[Saved entries]

Content starts

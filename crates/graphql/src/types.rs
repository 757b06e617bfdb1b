//! GraphQL type factories.
//!
//! Each `create_*` function projects one part of a query configuration into
//! `async_graphql::dynamic` types. Names derive from a base name, usually the
//! entity type name:
//!
//! | type | name |
//! |---|---|
//! | query input | `{Base}_Query` |
//! | sort input | `{Base}_Query_Sort_Input` |
//! | sortable fields enum | `{Base}_Sort_Field` |
//! | result | `{Base}_Result` |
//! | result meta | `{Base}_Result_Meta` |
//! | result sort | `{Base}_Result_Sort` |

use async_graphql::Value;
use async_graphql::dynamic::{Enum, EnumItem, Field, InputObject, InputValue, Object, Scalar, TypeRef};
use convert_case::{Case, Casing};

use quarry_core::error::{ConfigError, ConfigResult};
use quarry_core::models::{Pagination, SortDirection};

use crate::values::value_field;

pub const SORT_DIRECTION_TYPE: &str = "SortDirection";
pub const POSITIVE_INT_TYPE: &str = "PositiveInt";
pub const NON_NEGATIVE_INT_TYPE: &str = "NonNegativeInt";

// =============================================================================
// Type Sources
// =============================================================================

/// A type that knows its GraphQL name.
pub trait NamedType {
    fn type_name(&self) -> &str;
}

impl NamedType for Object {
    fn type_name(&self) -> &str {
        Object::type_name(self)
    }
}

impl NamedType for InputObject {
    fn type_name(&self) -> &str {
        InputObject::type_name(self)
    }
}

/// Where a type used by a query projection comes from.
pub enum TypeSource<T> {
    /// Already registered in the schema under this name.
    Named(String),
    /// Owned by the projection, registered along with its other types.
    Composed(T),
}

/// Entity type listed in `results`.
pub type EntityType = TypeSource<Object>;

/// Input type of `filters`.
pub type FiltersType = TypeSource<InputObject>;

impl<T: NamedType> TypeSource<T> {
    pub fn named(name: impl Into<String>) -> Self {
        TypeSource::Named(name.into())
    }

    pub fn type_name(&self) -> &str {
        match self {
            TypeSource::Named(name) => name,
            TypeSource::Composed(ty) => ty.type_name(),
        }
    }

    /// `T`
    pub fn nullable(&self) -> TypeRef {
        TypeRef::named(self.type_name())
    }

    /// `T!`
    pub fn non_null(&self) -> TypeRef {
        TypeRef::named_nn(self.type_name())
    }

    /// `[T!]!`
    pub fn non_null_list(&self) -> TypeRef {
        TypeRef::named_nn_list_nn(self.type_name())
    }

    /// The owned type to register, if any.
    pub fn into_composed(self) -> Option<T> {
        match self {
            TypeSource::Named(_) => None,
            TypeSource::Composed(ty) => Some(ty),
        }
    }
}

impl<T> From<T> for TypeSource<T> {
    fn from(ty: T) -> Self {
        TypeSource::Composed(ty)
    }
}

// =============================================================================
// Shared Types
// =============================================================================

/// `SortDirection` enum: `ASC`, `DESC`.
pub fn sort_direction_type() -> Enum {
    SortDirection::ALL
        .iter()
        .fold(Enum::new(SORT_DIRECTION_TYPE), |ty, direction| ty.item(direction.as_str()))
}

/// `PositiveInt` scalar: integers greater than 0.
pub fn positive_int_type() -> Scalar {
    Scalar::new(POSITIVE_INT_TYPE)
        .description("Integers that will have a value greater than 0.")
        .validator(|value| matches!(value, Value::Number(n) if n.as_i64().is_some_and(|i| i > 0)))
}

/// `NonNegativeInt` scalar: integers greater than or equal to 0.
pub fn non_negative_int_type() -> Scalar {
    Scalar::new(NON_NEGATIVE_INT_TYPE)
        .description("Integers that will have a value of 0 or more.")
        .validator(|value| matches!(value, Value::Number(n) if n.as_i64().is_some_and(|i| i >= 0)))
}

// =============================================================================
// Sorting
// =============================================================================

/// `{Base}_Sort_Field` enum with camel-cased item names.
///
/// Keeps the mapping between GraphQL item names and raw field identifiers
/// in both directions.
#[derive(Debug, Clone, PartialEq, Eq)]
pub struct SortFieldType {
    name: String,
    /// `(graphql name, raw field)` in declaration order.
    items: Vec<(String, String)>,
}

impl SortFieldType {
    pub fn type_name(&self) -> &str {
        &self.name
    }

    /// Raw field identifier of a GraphQL item name.
    pub fn to_raw<'a>(&'a self, item: &'a str) -> &'a str {
        self.items
            .iter()
            .find(|(graphql, _)| graphql == item)
            .map(|(_, raw)| raw.as_str())
            .unwrap_or(item)
    }

    /// GraphQL item name of a raw field identifier.
    pub fn to_graphql<'a>(&'a self, raw: &'a str) -> &'a str {
        self.items
            .iter()
            .find(|(_, r)| r == raw)
            .map(|(graphql, _)| graphql.as_str())
            .unwrap_or(raw)
    }

    pub fn items(&self) -> impl Iterator<Item = (&str, &str)> {
        self.items.iter().map(|(g, r)| (g.as_str(), r.as_str()))
    }

    pub fn to_enum(&self) -> Enum {
        self.items.iter().fold(Enum::new(&self.name), |ty, (graphql, raw)| {
            ty.item(EnumItem::new(graphql.as_str()).description(format!("Sort by `{}`", raw)))
        })
    }
}

/// Build the sortable fields enum of `base_name`.
pub fn create_sort_field_type<S: AsRef<str>>(base_name: &str, sortable_fields: &[S]) -> ConfigResult<SortFieldType> {
    if sortable_fields.is_empty() {
        return Err(ConfigError::EmptySortableFields);
    }

    Ok(SortFieldType {
        name: format!("{}_Sort_Field", base_name),
        items: sortable_fields
            .iter()
            .map(|raw| (raw.as_ref().to_case(Case::Camel), raw.as_ref().to_string()))
            .collect(),
    })
}

/// `{Base}_Query_Sort_Input` plus the argument type: `T` for single
/// sorting, `[T!]` for multi sorting.
pub fn create_input_sort_type(base_name: &str, sort_field: &SortFieldType, is_multi: bool) -> (InputObject, TypeRef) {
    let name = format!("{}_Query_Sort_Input", base_name);
    let input = InputObject::new(&name)
        .field(InputValue::new("direction", TypeRef::named_nn(SORT_DIRECTION_TYPE)))
        .field(InputValue::new("field", TypeRef::named_nn(sort_field.type_name())));

    let type_ref = if is_multi {
        TypeRef::named_nn_list(&name)
    } else {
        TypeRef::named(&name)
    };
    (input, type_ref)
}

/// `{Base}_Result_Sort` plus the field type: `T!` for single sorting,
/// `[T!]!` for multi sorting.
pub fn create_result_sort_type(base_name: &str, sort_field: &SortFieldType, is_multi: bool) -> (Object, TypeRef) {
    let name = format!("{}_Result_Sort", base_name);
    let object = Object::new(&name)
        .field(value_field("direction", TypeRef::named_nn(SORT_DIRECTION_TYPE)))
        .field(value_field("field", TypeRef::named_nn(sort_field.type_name())));

    let type_ref = if is_multi {
        TypeRef::named_nn_list_nn(&name)
    } else {
        TypeRef::named_nn(&name)
    };
    (object, type_ref)
}

// =============================================================================
// Query and Result
// =============================================================================

/// `{Base}_Query` input: `filters`, optional `sortBy`, pagination fields.
pub fn create_query_type(
    base_name: &str,
    filters: TypeRef,
    sort_by: Option<TypeRef>,
    pagination: Option<&Pagination>,
) -> InputObject {
    let mut input = InputObject::new(format!("{}_Query", base_name)).field(InputValue::new("filters", filters));

    if let Some(sort_by) = sort_by {
        input = input.field(InputValue::new("sortBy", sort_by));
    }

    match pagination {
        Some(Pagination::ByOffset(_)) => input
            .field(InputValue::new("limit", TypeRef::named(POSITIVE_INT_TYPE)))
            .field(InputValue::new("offset", TypeRef::named(NON_NEGATIVE_INT_TYPE))),
        Some(Pagination::ByCursor(_)) => input
            .field(InputValue::new("limit", TypeRef::named(POSITIVE_INT_TYPE)))
            .field(InputValue::new("after", TypeRef::named(TypeRef::STRING)))
            .field(InputValue::new("before", TypeRef::named(TypeRef::STRING))),
        None => input,
    }
}

/// `{Base}_Result_Meta`, or `None` when it would have no fields.
pub fn create_result_meta_type(
    base_name: &str,
    pagination: Option<&Pagination>,
    sort_by: Option<TypeRef>,
    extra_fields: Vec<Field>,
) -> Option<Object> {
    let mut fields = Vec::new();

    match pagination {
        Some(Pagination::ByOffset(_)) => {
            fields.push(value_field("limit", TypeRef::named_nn(POSITIVE_INT_TYPE)));
            fields.push(value_field("offset", TypeRef::named_nn(NON_NEGATIVE_INT_TYPE)));
        }
        Some(Pagination::ByCursor(_)) => {
            fields.push(value_field("limit", TypeRef::named_nn(POSITIVE_INT_TYPE)));
            fields.push(value_field("nextPage", TypeRef::named(TypeRef::STRING)));
            fields.push(value_field("previousPage", TypeRef::named(TypeRef::STRING)));
        }
        None => {}
    }
    if let Some(sort_by) = sort_by {
        fields.push(value_field("sortBy", sort_by));
    }
    fields.extend(extra_fields);

    if fields.is_empty() {
        return None;
    }
    Some(
        fields
            .into_iter()
            .fold(Object::new(format!("{}_Result_Meta", base_name)), Object::field),
    )
}

/// `{Base}_Result` with `results: [Entity!]!` and, when present, `meta: {Base}_Result_Meta!`.
pub fn create_result_type(base_name: &str, results: TypeRef, meta_type: Option<&str>) -> Object {
    let object = Object::new(format!("{}_Result", base_name)).field(value_field("results", results));
    match meta_type {
        Some(meta) => object.field(value_field("meta", TypeRef::named_nn(meta))),
        None => object,
    }
}

#[cfg(test)]
mod tests {
    use super::*;

    #[test]
    fn test_sort_field_type_camel_cases_items() {
        let ty = create_sort_field_type("Book", &["last_name", "id", "createdAt"]).unwrap();
        assert_eq!(ty.type_name(), "Book_Sort_Field");
        assert_eq!(
            ty.items().collect::<Vec<_>>(),
            [("lastName", "last_name"), ("id", "id"), ("createdAt", "createdAt")]
        );
        assert_eq!(ty.to_raw("lastName"), "last_name");
        assert_eq!(ty.to_graphql("last_name"), "lastName");
    }

    #[test]
    fn test_sort_field_type_requires_fields() {
        let empty: [&str; 0] = [];
        assert_eq!(create_sort_field_type("Book", &empty), Err(ConfigError::EmptySortableFields));
    }

    #[test]
    fn test_input_and_result_sort_wrapping() {
        let field = create_sort_field_type("Book", &["id"]).unwrap();

        let (input, single) = create_input_sort_type("Book", &field, false);
        assert_eq!(input.type_name(), "Book_Query_Sort_Input");
        assert_eq!(single.to_string(), "Book_Query_Sort_Input");
        let (_, multi) = create_input_sort_type("Book", &field, true);
        assert_eq!(multi.to_string(), "[Book_Query_Sort_Input!]");

        let (_, single) = create_result_sort_type("Book", &field, false);
        assert_eq!(single.to_string(), "Book_Result_Sort!");
        let (_, multi) = create_result_sort_type("Book", &field, true);
        assert_eq!(multi.to_string(), "[Book_Result_Sort!]!");
    }

    #[test]
    fn test_meta_type_absent_without_fields() {
        assert!(create_result_meta_type("Book", None, None, Vec::new()).is_none());
        let meta = create_result_meta_type("Book", None, None, vec![value_field("total", TypeRef::named_nn(TypeRef::INT))]);
        assert_eq!(meta.map(|m| m.type_name().to_string()).as_deref(), Some("Book_Result_Meta"));
    }

    #[test]
    fn test_type_source_wrapping() {
        let named: EntityType = TypeSource::named("Book");
        assert_eq!(named.non_null_list().to_string(), "[Book!]!");
        assert!(named.into_composed().is_none());

        let composed: EntityType = Object::new("Author").into();
        assert_eq!(composed.non_null().to_string(), "Author!");
        assert!(composed.into_composed().is_some());
    }
}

Content ends

If a line in the data contains the string "EmptySortableFields", copy it.

◆ REPLY TO THE TASK:
        return Err(ConfigError::EmptySortableFields);
        assert_eq!(create_sort_field_type("Book", &empty), Err(ConfigError::EmptySortableFields));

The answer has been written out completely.